Kiuru: "Authorities unable to make decisions"

Minister of Family Affairs and Social Services Krista Kiuru (SDP) said she was concerned about Thursday's record-high new infection figures and accused other authorities of an inability to act.

"We are ending up in a frozen situation where, for one reason or another, the relevant authorities are unable to make decisions. We cannot continue with the number of infections constantly rising while vaccine coverage is insufficient to protect people. That will lead to the closure of society," Kiuru said.

According to Kiuru, now is the time to act so that society can re-open when vaccine coverage progresses. She said that negotiations would also address a model for assessing the risk potential of various exposure situations, which could be used on a case-by-case basis to determine when safety distances are sufficient.

"This risk-based assessment should be introduced as an epidemic tool. It would allow us, even if vaccine coverage is insufficient, to be able to keep society partially open," said the second health minister.

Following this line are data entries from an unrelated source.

//! Core type definitions for schema fields.

use serde::{Deserialize, Serialize};

/// Scalar types understood by the document layer.
#[derive(Debug, Clone, Copy, PartialEq, Eq, Hash, Serialize, Deserialize)]
pub enum ScalarType {
    /// UTF-8 string.
    String,
    /// Double precision number.
    Number,
    /// Boolean value.
    Boolean,
    /// Timestamp.
    Date,
    /// 12-byte document identifier.
    ObjectId,
    /// Binary data.
    Buffer,
    /// Arbitrary nested value.
    Mixed,
}

/// Field types: a built-in scalar or a plugin-provided custom type.
#[derive(Debug, Clone, PartialEq, Eq, Hash, Serialize, Deserialize)]
pub enum FieldType {
    /// A built-in scalar.
    Scalar(ScalarType),
    /// A custom type, identified by the id it was registered under.
    Custom(String),
}

impl ScalarType {
    /// All built-in scalars.
    pub const ALL: [ScalarType; 7] = [
        ScalarType::String,
        ScalarType::Number,
        ScalarType::Boolean,
        ScalarType::Date,
        ScalarType::ObjectId,
        ScalarType::Buffer,
        ScalarType::Mixed,
    ];

    /// Canonical type name.
    pub fn name(&self) -> &'static str {
        match self {
            ScalarType::String => "String",
            ScalarType::Number => "Number",
            ScalarType::Boolean => "Boolean",
            ScalarType::Date => "Date",
            ScalarType::ObjectId => "ObjectId",
            ScalarType::Buffer => "Buffer",
            ScalarType::Mixed => "Mixed",
        }
    }

    /// Look up a built-in scalar by name, ignoring ASCII case.
    pub fn from_name(name: &str) -> Option<Self> {
        Self::ALL
            .into_iter()
            .find(|scalar| scalar.name().eq_ignore_ascii_case(name))
    }

    /// Check if a reference can be keyed by this type.
    pub fn is_reference_key(&self) -> bool {
        matches!(
            self,
            ScalarType::ObjectId | ScalarType::String | ScalarType::Number
        )
    }
}

impl FieldType {
    /// Create a scalar field type.
    pub fn scalar(scalar: ScalarType) -> Self {
        FieldType::Scalar(scalar)
    }

    /// Create a custom field type.
    pub fn custom(id: impl Into<String>) -> Self {
        FieldType::Custom(id.into())
    }

    /// Get the inner scalar type if this is a built-in type.
    pub fn scalar_type(&self) -> Option<ScalarType> {
        match self {
            FieldType::Scalar(s) => Some(*s),
            FieldType::Custom(_) => None,
        }
    }

    /// Get the custom type id, if any.
    pub fn custom_id(&self) -> Option<&str> {
        match self {
            FieldType::Custom(id) => Some(id),
            FieldType::Scalar(_) => None,
        }
    }
}

impl std::fmt::Display for ScalarType {
    fn fmt(&self, f: &mut std::fmt::Formatter<'_>) -> std::fmt::Result {
        f.write_str(self.name())
    }
}

impl std::fmt::Display for FieldType {
    fn fmt(&self, f: &mut std::fmt::Formatter<'_>) -> std::fmt::Result {
        match self {
            FieldType::Scalar(s) => write!(f, "{}", s),
            FieldType::Custom(id) => f.write_str(id),
        }
    }
}
//! Model definition discovery.
//!
//! Walks a directory tree and lists definition files without reading them.

use std::path::{Path, PathBuf};

use walkdir::{DirEntry, WalkDir};

use crate::error::Error;

/// File extension of model definition files.
pub const DEFINITION_EXTENSION: &str = "json";

/// A definition file found on disk.
#[derive(Debug, Clone, PartialEq, Eq)]
pub struct DiscoveredModel {
    /// Model name (file name without extension).
    pub name: String,
    /// Path of the definition file.
    pub path: PathBuf,
}

/// Derive the model name for a file, if it is a definition file.
///
/// Qualifying names have exactly one dot, followed by the definition
/// extension: `User.json` qualifies, `User.test.json` and `.User.json` do not.
pub fn model_name(path: &Path) -> Option<String> {
    let file_name = path.file_name()?.to_str()?;
    if file_name.starts_with('.') {
        return None;
    }
    let (stem, ext) = file_name.split_once('.')?;
    if stem.is_empty() || ext != DEFINITION_EXTENSION {
        return None;
    }
    Some(stem.to_string())
}

/// Recursively list definition files under `root`, skipping hidden entries.
///
/// Results are sorted by path.
pub fn scan(root: &Path) -> Result<Vec<DiscoveredModel>, Error> {
    let mut found = Vec::new();
    let walker = WalkDir::new(root)
        .sort_by_file_name()
        .into_iter()
        .filter_entry(|e| e.depth() == 0 || !is_hidden(e));

    for entry in walker {
        let entry = entry.map_err(|e| walk_error(root, e))?;
        if !entry.file_type().is_file() {
            continue;
        }
        if let Some(name) = model_name(entry.path()) {
            tracing::trace!(model = %name, path = %entry.path().display(), "found definition");
            found.push(DiscoveredModel {
                name,
                path: entry.into_path(),
            });
        }
    }

    found.sort_by(|a, b| a.path.cmp(&b.path));
    Ok(found)
}

fn is_hidden(entry: &DirEntry) -> bool {
    entry.file_name().to_string_lossy().starts_with('.')
}

fn walk_error(root: &Path, err: walkdir::Error) -> Error {
    let path = err.path().unwrap_or(root).to_path_buf();
    let source = err
        .into_io_error()
        .unwrap_or_else(|| std::io::Error::other("filesystem loop"));
    Error::io(path, source)
}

Yle has learned that under the plan, restrictions would be stricter, for example, at events where singing takes place, and lower, for example, at events where there is seating and visitors can be contacted afterwards if need be.

Relief expected for cultural sector

Some ministers arriving for the Thursday afternoon talks said the situation in the cultural sector would be one of the main themes of the negotiations.

Both the Greens chair, Interior Minister Maria Ohisalo, and the Left Alliance chair, Minister of Education Li Andersson, emphasised the need for measures to help the financially strapped industry.

“The current legislation and the way it has been applied in practice make organising cultural events very challenging or impossible,” Andersson said.

According to Ohisalo, the most important issue is to quickly decide on measures that can be used to assess the risk of organising various events.

Minister of Science and Culture Antti Kurvinen (Cen) also signalled that he would demand changes to the two-metre safety distance rule.

Kurvinen hopes that information about limits on indoor events will be available as soon as possible so that event organisers can plan for the autumn season.